Had a busy week with two days at the Responsible Business Summit in London. What struck me was the appetite for sustainability in the corporate world. I spoke to senior figures from multinationals who knew wholeheartedly that businesses in the future would not succeed if the society around them failed.

Much of this appetite was understandably focused on collaboration - the future of sustainability. Words that were previously indicative of success - power, might, scale, size - are no longer enough in the open source, peer-reviewed future where opponents will not simply grumble and moan and then leave you in peace. Companies must work with governments, NGOs, charities and social enterprises as a matter of course. And even competitors, where necessary.
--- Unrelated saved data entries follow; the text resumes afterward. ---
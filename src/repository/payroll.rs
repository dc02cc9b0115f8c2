use std::sync::Arc;

use chrono::Utc;
use serde_json::json;
use tracing::info;

use super::Repository;
use crate::aggregate::{self, AttendanceMonthSummary};
use crate::config::Policy;
use crate::error::{RepoError, RepoResult};
use crate::model::payroll::round_money;
use crate::model::{Employee, Entity, PayrollRecord, PayrollStatus, instant_value};
use crate::store::{Direction, DocumentStore, Fields, Query};
use crate::subscription::{LiveQuery, SubscriptionManager};

/// What an admin supplies when generating one month's pay.
#[derive(Debug, Clone, PartialEq)]
pub struct PayrollInput {
    pub month: u32,
    pub year: i32,
    pub base_salary: f64,
    pub bonuses: f64,
}

#[derive(Clone)]
pub struct PayrollRepository {
    records: Repository<PayrollRecord>,
    policy: Policy,
}

impl PayrollRepository {
    pub fn new(store: Arc<dyn DocumentStore>, live: SubscriptionManager, policy: Policy) -> Self {
        Self {
            records: Repository::new(store, live),
            policy,
        }
    }

    pub fn records(&self) -> &Repository<PayrollRecord> {
        &self.records
    }

    pub fn working_days(month: u32, year: i32) -> u32 {
        aggregate::working_days(month, year)
    }

    /// Computes and stores the month's record for `employee`.
    ///
    /// `netSalary` is fixed here from the components; at most one record
    /// exists per (employee, month, year).
    pub async fn generate(
        &self,
        employee: &Employee,
        input: PayrollInput,
        attendance: &AttendanceMonthSummary,
    ) -> RepoResult<PayrollRecord> {
        let working_days = Self::working_days(input.month, input.year);
        if working_days == 0 {
            return Err(RepoError::Validation(format!(
                "no working days in {}/{}",
                input.month, input.year
            )));
        }
        if !input.base_salary.is_finite() || input.base_salary < 0.0 {
            return Err(RepoError::Validation(format!(
                "baseSalary must be a non-negative amount, got {}",
                input.base_salary
            )));
        }

        let existing = self
            .records
            .first(self.period_query(input.month, input.year).eq("employeeId", employee.id.as_str()))
            .await?;
        if existing.is_some() {
            return Err(RepoError::already_exists(
                PayrollRecord::NAME,
                "employeeId/month/year",
                format!("{} {}/{}", employee.id, input.month, input.year),
            ));
        }

        let policy = &self.policy;
        let daily_rate = input.base_salary / f64::from(working_days);
        let gross_salary = round_money(daily_rate * f64::from(attendance.present_days));
        let overtime_pay = round_money(
            attendance.overtime_hours * daily_rate / policy.standard_hours_per_day
                * policy.overtime_multiplier,
        );
        let deductions =
            round_money(f64::from(attendance.late_days) * daily_rate * policy.late_deduction_ratio);

        let mut record = PayrollRecord {
            id: String::new(),
            employee_id: employee.id.clone(),
            employee_name: employee.name.clone(),
            month: input.month,
            year: input.year,
            base_salary: input.base_salary,
            working_days,
            present_days: attendance.present_days,
            late_days: attendance.late_days,
            overtime_hours: attendance.overtime_hours,
            overtime_pay,
            deductions,
            bonuses: round_money(input.bonuses),
            gross_salary,
            net_salary: 0.0,
            status: PayrollStatus::Pending,
            generated_at: Utc::now(),
            paid_at: None,
        };
        record.net_salary = record.derived_net();

        let id = self.records.create(&record).await?;
        record.set_id(id);
        info!(
            id = %record.id,
            employee = %record.employee_id,
            month = record.month,
            year = record.year,
            net = record.net_salary,
            "Payroll generated"
        );
        Ok(record)
    }

    /// Changes bonuses and/or deductions of a pending record and re-derives
    /// `netSalary`. Paid records are frozen.
    pub async fn adjust(
        &self,
        id: &str,
        bonuses: Option<f64>,
        deductions: Option<f64>,
    ) -> RepoResult<PayrollRecord> {
        let mut record = self.records.require(id).await?;
        if record.status != PayrollStatus::Pending {
            return Err(RepoError::InvalidState(format!(
                "payroll {id} is {} and can no longer be adjusted",
                record.status
            )));
        }
        if bonuses.is_none() && deductions.is_none() {
            return Err(RepoError::Validation("nothing to adjust".into()));
        }

        if let Some(bonuses) = bonuses {
            record.bonuses = round_money(bonuses);
        }
        if let Some(deductions) = deductions {
            record.deductions = round_money(deductions);
        }
        record.net_salary = record.derived_net();
        record.validate()?;

        let mut fields = Fields::new();
        fields.insert("bonuses".into(), json!(record.bonuses));
        fields.insert("deductions".into(), json!(record.deductions));
        fields.insert("netSalary".into(), json!(record.net_salary));
        self.records
            .update_if(id, "status", PayrollStatus::Pending.to_string(), fields)
            .await?;
        info!(id, net = record.net_salary, "Payroll adjusted");
        Ok(record)
    }

    pub async fn mark_paid(&self, id: &str) -> RepoResult<PayrollRecord> {
        let mut record = self.records.require(id).await?;
        if record.status == PayrollStatus::Paid {
            return Err(RepoError::InvalidState(format!("payroll {id} is already paid")));
        }

        let now = Utc::now();
        let mut fields = Fields::new();
        fields.insert("status".into(), json!(PayrollStatus::Paid.to_string()));
        fields.insert("paidAt".into(), json!(instant_value(now)));
        self.records
            .update_if(id, "status", PayrollStatus::Pending.to_string(), fields)
            .await?;

        record.status = PayrollStatus::Paid;
        record.paid_at = Some(now);
        info!(id, "Payroll marked paid");
        Ok(record)
    }

    pub async fn for_period(&self, month: u32, year: i32) -> RepoResult<Vec<PayrollRecord>> {
        self.records
            .query(
                &self
                    .period_query(month, year)
                    .order_by("employeeName", Direction::Ascending),
            )
            .await
    }

    pub fn subscribe_for_period(&self, month: u32, year: i32) -> RepoResult<LiveQuery<PayrollRecord>> {
        self.records.subscribe(
            self.period_query(month, year)
                .order_by("employeeName", Direction::Ascending),
        )
    }

    pub async fn for_employee(&self, employee_id: &str) -> RepoResult<Vec<PayrollRecord>> {
        self.records
            .query(
                &self
                    .records
                    .query_all()
                    .eq("employeeId", employee_id)
                    .order_by("generatedAt", Direction::Descending),
            )
            .await
    }

    fn period_query(&self, month: u32, year: i32) -> Query {
        self.records
            .query_all()
            .eq("month", month)
            .eq("year", year)
    }
}
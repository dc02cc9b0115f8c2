use std::sync::Arc;

use crate::config::Policy;
use crate::coordinator::MutationCoordinator;
use crate::reports::Reports;
use crate::repository::{
    AttendanceRepository, ChatRepository, DocumentRepository, EmployeeRepository, LeaveRepository,
    NotificationRepository, PayrollRepository, PerformanceRepository, ShiftRepository,
};
use crate::store::{BlobStore, DocumentStore};
use crate::subscription::SubscriptionManager;

/// Every repository, the coordinator and reports, wired to one store.
///
/// Built once at startup and shared (cheap to clone).
#[derive(Clone)]
pub struct AppContext {
    pub policy: Policy,
    pub live: SubscriptionManager,
    pub employees: EmployeeRepository,
    pub attendance: AttendanceRepository,
    pub leave: LeaveRepository,
    pub shifts: ShiftRepository,
    pub payroll: PayrollRepository,
    pub documents: DocumentRepository,
    pub performance: PerformanceRepository,
    pub notifications: NotificationRepository,
    pub chat: ChatRepository,
    pub coordinator: MutationCoordinator,
    pub reports: Reports,
}

impl AppContext {
    pub fn new(store: Arc<dyn DocumentStore>, blobs: Arc<dyn BlobStore>, policy: Policy) -> Self {
        let live = SubscriptionManager::new(Arc::clone(&store));

        let employees = EmployeeRepository::new(Arc::clone(&store), live.clone());
        let attendance =
            AttendanceRepository::new(Arc::clone(&store), live.clone(), policy.late_after);
        let leave = LeaveRepository::new(Arc::clone(&store), live.clone());
        let shifts = ShiftRepository::new(Arc::clone(&store), live.clone());
        let payroll = PayrollRepository::new(Arc::clone(&store), live.clone(), policy.clone());
        let documents = DocumentRepository::new(
            Arc::clone(&store),
            live.clone(),
            blobs,
            policy.document_expiry_warning_days,
        );
        let performance = PerformanceRepository::new(Arc::clone(&store), live.clone());
        let notifications = NotificationRepository::new(Arc::clone(&store), live.clone());
        let chat = ChatRepository::new(store, live.clone());

        let coordinator = MutationCoordinator::new(
            employees.clone(),
            shifts.clone(),
            notifications.clone(),
            chat.clone(),
            &policy,
        );
        let reports = Reports::new(
            employees.clone(),
            attendance.clone(),
            leave.clone(),
            payroll.clone(),
            performance.clone(),
            &policy,
        );

        Self {
            policy,
            live,
            employees,
            attendance,
            leave,
            shifts,
            payroll,
            documents,
            performance,
            notifications,
            chat,
            coordinator,
            reports,
        }
    }
}
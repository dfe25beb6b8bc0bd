//! [`Dialogs`] backed by `window.alert` and `window.confirm`.

use sitedeck_app::ports::Dialogs;

#[derive(Debug, Default, Clone, Copy)]
pub struct BrowserDialogs;

impl Dialogs for BrowserDialogs {
    fn alert(&self, message: &str) {
        let Some(window) = web_sys::window() else {
            tracing::warn!(%message, "no window to alert in");
            return;
        };
        if let Err(err) = window.alert_with_message(message) {
            tracing::warn!(?err, "alert failed");
        }
    }

    fn confirm(&self, message: &str) -> bool {
        let Some(window) = web_sys::window() else {
            tracing::warn!(%message, "no window to confirm in");
            return false;
        };
        window.confirm_with_message(message).unwrap_or_else(|err| {
            tracing::warn!(?err, "confirm failed");
            false
        })
    }
}
//! Port definitions — traits that adapters implement.
//!
//! Ports are the boundaries between the controller and the outside world.
//! They are defined here (in `app`) so that both the controller and the
//! adapters can depend on them without creating circular dependencies.
//!
//! Futures returned by ports are not required to be `Send`: the browser
//! adapter runs on a single-threaded event loop.

pub mod dialogs;
pub mod transport;

pub use dialogs::Dialogs;
pub use transport::{HttpRequest, HttpResponse, HttpTransport, TransportError};
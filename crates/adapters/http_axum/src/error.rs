//! HTTP error response mapping.

use axum::Json;
use axum::http::StatusCode;
use axum::response::{IntoResponse, Response};
use serde::Serialize;

/// JSON error body, shaped like the backend's own errors so the dashboard
/// handles both the same way.
#[derive(Serialize)]
struct ErrorBody {
    detail: String,
}

/// Failure while forwarding a request to the backend.
#[derive(Debug, thiserror::Error)]
pub enum ProxyError {
    /// The incoming request body could not be read.
    #[error("failed to read request body: {0}")]
    Body(String),

    /// The backend could not be reached or its response was cut short.
    #[error("backend unreachable: {0}")]
    Upstream(#[from] reqwest::Error),
}

impl IntoResponse for ProxyError {
    fn into_response(self) -> Response {
        let status = match &self {
            Self::Body(_) => StatusCode::BAD_REQUEST,
            Self::Upstream(err) => {
                tracing::warn!(error = %err, "backend request failed");
                StatusCode::BAD_GATEWAY
            }
        };

        (
            status,
            Json(ErrorBody {
                detail: self.to_string(),
            }),
        )
            .into_response()
    }
}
Facilitating this collaboration is the big challenge of the next five years. Highly-strung and ego-centric companies, feverish with the need to protect their brand, will struggle the most, but it's either adapt or die.

The business/charity relationship is one of the most interesting focal points. Business power can drive positive social change in so many ways but charities are the key holders to communities. As businesses are expected more and more to play a stake in the future, charity partnerships should be top of the corporate priority list. Businesses that don't work closely with a charity will find themselves with reputational problems.

There's a lot more to CSR, of course, but collaboration is the bedding on which CSR will rest. Businesses can no longer find the answers to all their problems in their own resources and assets.

And for many that's a scary thought.